::: Entries supplied

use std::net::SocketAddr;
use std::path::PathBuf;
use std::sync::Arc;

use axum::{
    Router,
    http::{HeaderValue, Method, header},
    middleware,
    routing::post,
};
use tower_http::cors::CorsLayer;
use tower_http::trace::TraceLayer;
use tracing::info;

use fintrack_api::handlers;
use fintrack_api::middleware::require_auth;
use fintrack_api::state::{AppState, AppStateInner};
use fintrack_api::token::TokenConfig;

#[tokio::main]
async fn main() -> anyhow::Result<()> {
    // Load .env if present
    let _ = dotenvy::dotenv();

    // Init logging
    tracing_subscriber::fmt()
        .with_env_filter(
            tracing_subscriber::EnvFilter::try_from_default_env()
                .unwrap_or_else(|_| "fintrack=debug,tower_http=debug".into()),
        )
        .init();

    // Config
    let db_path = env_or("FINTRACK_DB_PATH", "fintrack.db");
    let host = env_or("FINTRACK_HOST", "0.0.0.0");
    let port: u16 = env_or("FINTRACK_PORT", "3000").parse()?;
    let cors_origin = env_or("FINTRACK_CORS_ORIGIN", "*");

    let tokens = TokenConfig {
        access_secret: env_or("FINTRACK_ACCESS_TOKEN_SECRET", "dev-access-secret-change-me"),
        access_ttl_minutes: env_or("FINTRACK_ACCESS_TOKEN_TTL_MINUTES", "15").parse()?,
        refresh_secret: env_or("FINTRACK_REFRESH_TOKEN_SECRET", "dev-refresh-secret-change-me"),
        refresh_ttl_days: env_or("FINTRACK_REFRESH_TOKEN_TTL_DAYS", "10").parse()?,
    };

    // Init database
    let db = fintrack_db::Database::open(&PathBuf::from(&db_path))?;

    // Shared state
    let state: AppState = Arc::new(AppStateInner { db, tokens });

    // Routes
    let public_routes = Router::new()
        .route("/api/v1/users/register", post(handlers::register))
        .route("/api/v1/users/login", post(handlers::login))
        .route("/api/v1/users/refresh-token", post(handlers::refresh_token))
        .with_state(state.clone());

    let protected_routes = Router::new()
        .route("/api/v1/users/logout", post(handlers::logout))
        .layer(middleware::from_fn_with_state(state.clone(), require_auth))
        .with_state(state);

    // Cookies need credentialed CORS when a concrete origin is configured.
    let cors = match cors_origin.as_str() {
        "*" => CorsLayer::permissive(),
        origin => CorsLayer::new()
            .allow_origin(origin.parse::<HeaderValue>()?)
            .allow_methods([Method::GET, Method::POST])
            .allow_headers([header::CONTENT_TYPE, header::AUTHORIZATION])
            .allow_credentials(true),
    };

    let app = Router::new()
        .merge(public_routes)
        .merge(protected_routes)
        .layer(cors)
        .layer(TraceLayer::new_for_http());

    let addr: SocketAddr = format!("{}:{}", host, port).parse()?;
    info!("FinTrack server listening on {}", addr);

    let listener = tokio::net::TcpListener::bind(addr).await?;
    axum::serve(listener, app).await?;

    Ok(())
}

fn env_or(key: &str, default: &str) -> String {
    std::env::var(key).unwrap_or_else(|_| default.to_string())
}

::::::

§ **Task goal**: Output every entry exactly as given.

§ **Reply to the exercise**:
use std::net::SocketAddr;
use std::path::PathBuf;
use std::sync::Arc;

use axum::{
    Router,
    http::{HeaderValue, Method, header},
    middleware,
    routing::post,
};
use tower_http::cors::CorsLayer;
use tower_http::trace::TraceLayer;
use tracing::info;

use fintrack_api::handlers;
use fintrack_api::middleware::require_auth;
use fintrack_api::state::{AppState, AppStateInner};
use fintrack_api::token::TokenConfig;

#[tokio::main]
async fn main() -> anyhow::Result<()> {
    // Load .env if present
    let _ = dotenvy::dotenv();

    // Init logging
    tracing_subscriber::fmt()
        .with_env_filter(
            tracing_subscriber::EnvFilter::try_from_default_env()
                .unwrap_or_else(|_| "fintrack=debug,tower_http=debug".into()),
        )
        .init();

    // Config
    let db_path = env_or("FINTRACK_DB_PATH", "fintrack.db");
    let host = env_or("FINTRACK_HOST", "0.0.0.0");
    let port: u16 = env_or("FINTRACK_PORT", "3000").parse()?;
    let cors_origin = env_or("FINTRACK_CORS_ORIGIN", "*");

    let tokens = TokenConfig {
        access_secret: env_or("FINTRACK_ACCESS_TOKEN_SECRET", "dev-access-secret-change-me"),
        access_ttl_minutes: env_or("FINTRACK_ACCESS_TOKEN_TTL_MINUTES", "15").parse()?,
        refresh_secret: env_or("FINTRACK_REFRESH_TOKEN_SECRET", "dev-refresh-secret-change-me"),
        refresh_ttl_days: env_or("FINTRACK_REFRESH_TOKEN_TTL_DAYS", "10").parse()?,
    };

    // Init database
    let db = fintrack_db::Database::open(&PathBuf::from(&db_path))?;

    // Shared state
    let state: AppState = Arc::new(AppStateInner { db, tokens });

    // Routes
    let public_routes = Router::new()
        .route("/api/v1/users/register", post(handlers::register))
        .route("/api/v1/users/login", post(handlers::login))
        .route("/api/v1/users/refresh-token", post(handlers::refresh_token))
        .with_state(state.clone());

    let protected_routes = Router::new()
        .route("/api/v1/users/logout", post(handlers::logout))
        .layer(middleware::from_fn_with_state(state.clone(), require_auth))
        .with_state(state);

    // Cookies need credentialed CORS when a concrete origin is configured.
    let cors = match cors_origin.as_str() {
        "*" => CorsLayer::permissive(),
        origin => CorsLayer::new()
            .allow_origin(origin.parse::<HeaderValue>()?)
            .allow_methods([Method::GET, Method::POST])
            .allow_headers([header::CONTENT_TYPE, header::AUTHORIZATION])
            .allow_credentials(true),
    };

    let app = Router::new()
        .merge(public_routes)
        .merge(protected_routes)
        .layer(cors)
        .layer(TraceLayer::new_for_http());

    let addr: SocketAddr = format!("{}:{}", host, port).parse()?;
    info!("FinTrack server listening on {}", addr);

    let listener = tokio::net::TcpListener::bind(addr).await?;
    axum::serve(listener, app).await?;

    Ok(())
}

fn env_or(key: &str, default: &str) -> String {
    std::env::var(key).unwrap_or_else(|_| default.to_string())
}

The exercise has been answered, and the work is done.